**EXERCISE OBJECTIVE:** Pick out and copy every line below that has the word "tree".

**DATASET EXTRACT:**
++++++++
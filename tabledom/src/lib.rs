//! Headless DOM for table-shaped UIs.
//!
//! `tabledom` models an HTML-like element tree without a browser: elements
//! carry a tag name, attributes and either text or child content. The tree
//! can be queried, mutated section-by-section and serialized to HTML. It is
//! the projection target for the dynamic-table renderer.

pub mod document;
pub mod element;
pub mod render;

pub use document::Document;
pub use element::{find_node, Content, Element};
pub use render::to_html;
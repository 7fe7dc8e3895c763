//! HTTP transport abstraction
//!
//! Worker execution talks to endpoints through the [`HttpTransport`]
//! trait instead of a concrete client, so the whole pipeline runs headless
//! in tests. [`ReqwestTransport`] is the production implementation.

mod transport;

pub use transport::*;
++++++++
**ANSWER BOX:**
//! `tabledom` models an HTML-like element tree without a browser: elements
//! carry a tag name, attributes and either text or child content. The tree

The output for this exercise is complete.